▶ _Work task_:
Beginning with the first line below, please restate each line exactly, down to and including the line containing "pub struct RateObservation".

=== Begin Enclosure ===

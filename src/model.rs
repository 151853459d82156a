// Core structs: RateObservation, TrendSignal, LatestQuote, alert records and error types
use chrono::{DateTime, NaiveDate, Utc};
use serde::{Deserialize, Serialize};
use thiserror::Error;

/// One (date, value) sample of a rate, quoted per 100 units of the foreign currency.
#[derive(Debug, Clone, Copy, PartialEq, Serialize, Deserialize)]
pub struct RateObservation {
    pub date: NaiveDate,
    pub value: f64,
}

impl RateObservation {
    pub fn new(date: NaiveDate, value: f64) -> Self {
        Self { date, value }
    }
}

/// Observations ascending by date, one per day at most.
pub type RateSeries = Vec<RateObservation>;

#[derive(Debug, Clone, Copy, PartialEq, Eq, Hash, Serialize, Deserialize)]
pub enum SignalKind {
    ConsecutiveRun,
    DistanceFromHigh,
    DistanceFromLow,
}

#[derive(Debug, Clone, Copy, PartialEq, Eq, Hash, Serialize, Deserialize)]
pub enum SignalDirection {
    Positive,
    Negative,
    Warning,
}

/// Raw analyzer output. Text and coloring belong to the notifier.
#[derive(Debug, Clone, PartialEq, Serialize)]
pub struct TrendSignal {
    pub kind: SignalKind,
    pub direction: SignalDirection,
    /// Run length in days, or a percentage distance. Never negative.
    pub magnitude: f64,
}

#[derive(Debug, Clone, Copy, PartialEq, Serialize)]
pub struct SeriesExtremes {
    pub high: RateObservation,
    pub low: RateObservation,
}

/// Latest bank quote for one currency.
#[derive(Debug, Clone, Default, PartialEq, Serialize)]
pub struct LatestQuote {
    pub code: String,
    pub name: String,
    pub spot_buy: Option<f64>,
    pub cash_buy: Option<f64>,
    pub spot_sell: Option<f64>,
    pub cash_sell: Option<f64>,
    pub conversion: Option<f64>,
    pub change: Option<f64>,
    pub updated_at: Option<DateTime<Utc>>,
}

#[derive(Debug, Clone)]
pub struct HistoryRequest {
    pub currency_code: String,
    pub window_days: Option<u32>,
}

#[derive(Debug, Clone, Copy, PartialEq, Eq, Serialize, Deserialize)]
#[serde(rename_all = "snake_case")]
pub enum ThresholdCondition {
    /// Fires when the rate is at or above the value.
    Greater,
    /// Fires when the rate is at or below the value.
    Less,
}

#[derive(Debug, Clone, Copy, PartialEq, Eq, Serialize, Deserialize)]
pub enum TrendAlert {
    #[serde(rename = "new_low_30d")]
    NewLow30d,
    #[serde(rename = "new_high_30d")]
    NewHigh30d,
    #[serde(rename = "drop_1p")]
    Drop1Percent,
    #[serde(rename = "rise_1p")]
    Rise1Percent,
    #[serde(rename = "drop_3d")]
    Drop3Days,
    #[serde(rename = "rise_3d")]
    Rise3Days,
}

#[derive(Debug, Clone, Copy, PartialEq, Serialize, Deserialize)]
#[serde(tag = "type", rename_all = "snake_case")]
pub enum AlertKind {
    Threshold { condition: ThresholdCondition, value: f64 },
    Trend { trend: TrendAlert },
}

#[derive(Debug, Clone, PartialEq, Serialize)]
pub struct AlertRule {
    pub id: u64,
    pub name: String,
    pub currency_code: String,
    pub kind: AlertKind,
    pub active: bool,
    pub created_at: DateTime<Utc>,
}

/// Input for creating or replacing a rule.
#[derive(Debug, Clone, PartialEq, Deserialize)]
pub struct NewAlert {
    pub name: String,
    pub currency_code: String,
    #[serde(flatten)]
    pub kind: AlertKind,
    #[serde(default = "default_active")]
    pub active: bool,
}

fn default_active() -> bool {
    true
}

#[derive(Debug, Clone, PartialEq, Serialize)]
pub struct AlertEvent {
    pub rule_id: u64,
    pub rule_name: String,
    pub currency_code: String,
    pub triggered_on: NaiveDate,
    pub rate: f64,
    pub kind: AlertKind,
}

#[derive(Debug, Error, PartialEq)]
pub enum AnalysisError {
    #[error("invalid configuration: {0}")]
    InvalidConfiguration(String),
}

#[derive(Debug, Error)]
pub enum SourceError {
    #[error("rate data not found: {0}")]
    NotFound(String),
    #[error("i/o error: {0}")]
    Io(#[from] std::io::Error),
}

#[derive(Debug, Error, PartialEq)]
pub enum ParserError {
    #[error("malformed payload: {0}")]
    Json(String),
    #[error("unexpected payload shape: {0}")]
    UnexpectedShape(String),
}

impl From<serde_json::Error> for ParserError {
    fn from(e: serde_json::Error) -> Self {
        ParserError::Json(e.to_string())
    }
}

#[derive(Debug, Error, PartialEq)]
pub enum ConversionError {
    #[error("invalid amount: {0}")]
    InvalidAmount(String),
    #[error("no {0} price quoted for {1}")]
    MissingPrice(&'static str, String),
    #[error("zero {0} price quoted for {1}")]
    ZeroPrice(&'static str, String),
}

#[derive(Debug, Error, PartialEq)]
pub enum AlertError {
    #[error("alert {0} not found")]
    NotFound(u64),
    #[error("invalid alert: {0}")]
    Invalid(String),
}

#[derive(Debug, Error, PartialEq)]
pub enum AnalyticsError {
    #[error("analytics session not started")]
    NotStarted,
    #[error("analytics session already stopped")]
    Stopped,
    #[error("event sink failed: {0}")]
    Sink(String),
}

#[derive(Debug, Error)]
pub enum ConfigError {
    #[error("cannot read config: {0}")]
    Io(#[from] std::io::Error),
    #[error("cannot parse config: {0}")]
    Parse(#[from] serde_json::Error),
    #[error(transparent)]
    Analysis(#[from] AnalysisError),
    #[error("invalid config: {0}")]
    Invalid(String),
}

#[derive(Debug, Error)]
pub enum NotifyError {
    #[error("delivery failed: {0}")]
    Delivery(String),
}

/// Everything one analysis pass found for a currency.
#[derive(Debug, Clone, PartialEq, Serialize)]
pub struct CurrencyReport {
    pub code: String,
    pub name: String,
    pub window_days: u32,
    pub latest: Option<RateObservation>,
    /// Percent change against the previous observation.
    pub change: Option<f64>,
    pub change_class: Option<SignalDirection>,
    pub extremes: Option<SeriesExtremes>,
    pub signals: Vec<TrendSignal>,
    pub generated_at: DateTime<Utc>,
}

=== End Enclosure ===

▶ _Final answer_:
filename src/model.rs
repository 151853459d82156a
// Core structs: RateObservation, TrendSignal, LatestQuote, alert records and error types
use chrono::{DateTime, NaiveDate, Utc};
use serde::{Deserialize, Serialize};
use thiserror::Error;

/// One (date, value) sample of a rate, quoted per 100 units of the foreign currency.
#[derive(Debug, Clone, Copy, PartialEq, Serialize, Deserialize)]
pub struct RateObservation {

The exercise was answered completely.